Racial Justice’s Fake Anthem - The American Spectator | USA News and Politics
Racial Justice’s Fake Anthem
by
Protesters in Brooklyn Center, Minnesota (Nic Rowan)

BROOKLYN CENTER, Minnesota — I was standing beside a crowd of protesters outside the police precinct Tuesday night when a white Lexus skidded up behind me.

Three young guys hopped out. Two jumped on top of the car. One raised a photo of Daunte Wright and stuck his middle finger out at the line of Minnesota state troopers firing flash-bang grenades into the crowd. The other threw up his fist in the Black Power sign. 

The kid who wasn’t on the car cranked up the stereo, blasting N.W.A.’s “F*** tha Police” down the street. All three belted out the song’s chorus, and probably not for the first time since the George Floyd protests last year shot it back up in the charts. Reporters and other protesters swarmed them like the paparazzi do movie stars on the red carpet.

I stood on the sidelines, confused. I had run into these three guys earlier in the night while they were hotboxing their car. Nice dudes — they waved at me — but a little dense. Anyway, why does anyone still listen to N.W.A.?

That question still dogged me an hour later as I, along with these three dissident buds, fled the hundreds of Minnesota National Guard arresting the people protesting the latest high-profile police shooting. It still bugged me as I drove home in my own car, shuffling through N.W.A.’s breakout 1988 album Straight Outta Compton. I couldn’t help but feel that “F*** tha Police,” the song that ensconced Ice Cube, Dr. Dre, and Eazy-E into the rap pantheon, is a fake anthem — and doesn’t do much for the racial justice cause.

On a purely aesthetic level, the beat kills the track. Dre made it several years before he pioneered the G-Funk genre, and it shows. It’s just a few samples strung together by some percussive noises that, when played over crappy car speakers, sounds like a garbage can collection. 

The verses aren’t that great either. Ice Cube starts off strong, I guess, but goes on a few bars too long. MC Ren phones in his gripes. Eazy-E sounds too self-assured to be convincing. And the skit with the screaming white cop at the end? It’s so lame — even the Insane Clown Posse did better riffs on redneck culture.

The only thing that has kept the song around for the past 33 years is its chorus. And it’s not as if N.W.A. came up with that phrase or even delivered it in a particularly memorable way. They just got lucky because the slogan happens to capture how many people feel when they run afoul of the cops.

Except in N.W.A.’s case, “F*** tha Police” isn’t really about being the victim of bad policing.

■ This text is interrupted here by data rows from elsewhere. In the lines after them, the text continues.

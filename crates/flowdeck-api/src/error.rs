use thiserror::Error;

/// Top-level error type for the `flowdeck-api` crate.
///
/// Covers every failure mode of the REST surface and the push-channel
/// message decoder. `flowdeck-core` maps these into its own taxonomy.
#[derive(Debug, Error)]
pub enum Error {
    // ── Authentication ──────────────────────────────────────────────
    /// The server rejected the bearer token (or none was sent).
    #[error("Authentication failed: {message}")]
    Authentication { message: String },

    // ── Transport ───────────────────────────────────────────────────
    /// HTTP transport error (connection refused, DNS failure, etc.)
    #[error("HTTP transport error: {0}")]
    Transport(#[from] reqwest::Error),

    /// URL parsing error.
    #[error("Invalid URL: {0}")]
    InvalidUrl(#[from] url::ParseError),

    /// Request timed out.
    #[error("Request timed out after {timeout_secs}s")]
    Timeout { timeout_secs: u64 },

    /// TLS handshake or certificate error.
    #[error("TLS error: {0}")]
    Tls(String),

    // ── API ─────────────────────────────────────────────────────────
    /// The addressed flow (or endpoint) does not exist.
    #[error("Not found: {path}")]
    NotFound { path: String },

    /// Any other non-success HTTP status.
    #[error("API error (HTTP {status}): {message}")]
    Api { status: u16, message: String },

    // ── Data ────────────────────────────────────────────────────────
    /// JSON deserialization failed, with the raw body for debugging.
    #[error("Deserialization error: {message}")]
    Deserialization { message: String, body: String },

    /// A push-channel message that could not be decoded.
    #[error("Malformed push message: {0}")]
    Protocol(String),
}

impl Error {
    /// Returns `true` if this is a transient error worth retrying.
    pub fn is_transient(&self) -> bool {
        match self {
            Self::Transport(e) => e.is_timeout() || e.is_connect(),
            Self::Timeout { .. } => true,
            Self::Api { status, .. } => *status >= 500,
            _ => false,
        }
    }

    /// Returns `true` if this is a "not found" error.
    pub fn is_not_found(&self) -> bool {
        match self {
            Self::Transport(e) => e.status() == Some(reqwest::StatusCode::NOT_FOUND),
            Self::NotFound { .. } => true,
            _ => false,
        }
    }

    /// HTTP status code carried by this error, if any.
    pub fn status(&self) -> Option<u16> {
        match self {
            Self::Transport(e) => e.status().map(|s| s.as_u16()),
            Self::Api { status, .. } => Some(*status),
            Self::NotFound { .. } => Some(404),
            _ => None,
        }
    }
}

Sure, that’s all there, and there’s no doubt that the Los Angeles police didn’t always respect these guys’ human dignity. But the track at its core is a wannabe gangsta’s revenge fantasy. Dre admitted as much several years ago, when he said that the group wrote the song in response to the cops busting him and Eazy-E for shooting paintballs at people waiting for a bus.   

And yet, earnest protesters — people who have actual concerns about police reform — play it at almost every rally I’ve been to in the last year. But it’s hard to take seriously anyone who relies on some half-assed rhymes from aging boomers for his racial justice credo. 

It doesn’t help that the two top N.W.A. guys have massively sold out. Ice Cube now frequently plays cops in movies. And Dre rolls around with his billions, still pretending to be a gangsta rapper. “F*** tha Police” may still be a protest anthem, but its creators quickly became creatures of the system they originally spoke out against, so pathetic that only Rolling Stone still takes them seriously. 

“I’m protesting in spirit. I’m protesting with my song, ‘F*** tha Police,’ ” Ren told the magazine after a reporter asked if he had gone to any of the George Floyd protests last year. Always good to see a guy put his money where his mouth is.

When I returned to Brooklyn Center on Wednesday, I found a group of people blasting an entire playlist of variants on “F*** tha Police” out of a white van. They were dancing and having fun. Not like the protesters down the block getting tear-gassed by the National Guard.

I wasn’t surprised. More often than not, the loudest voices are the ones who mean it the least.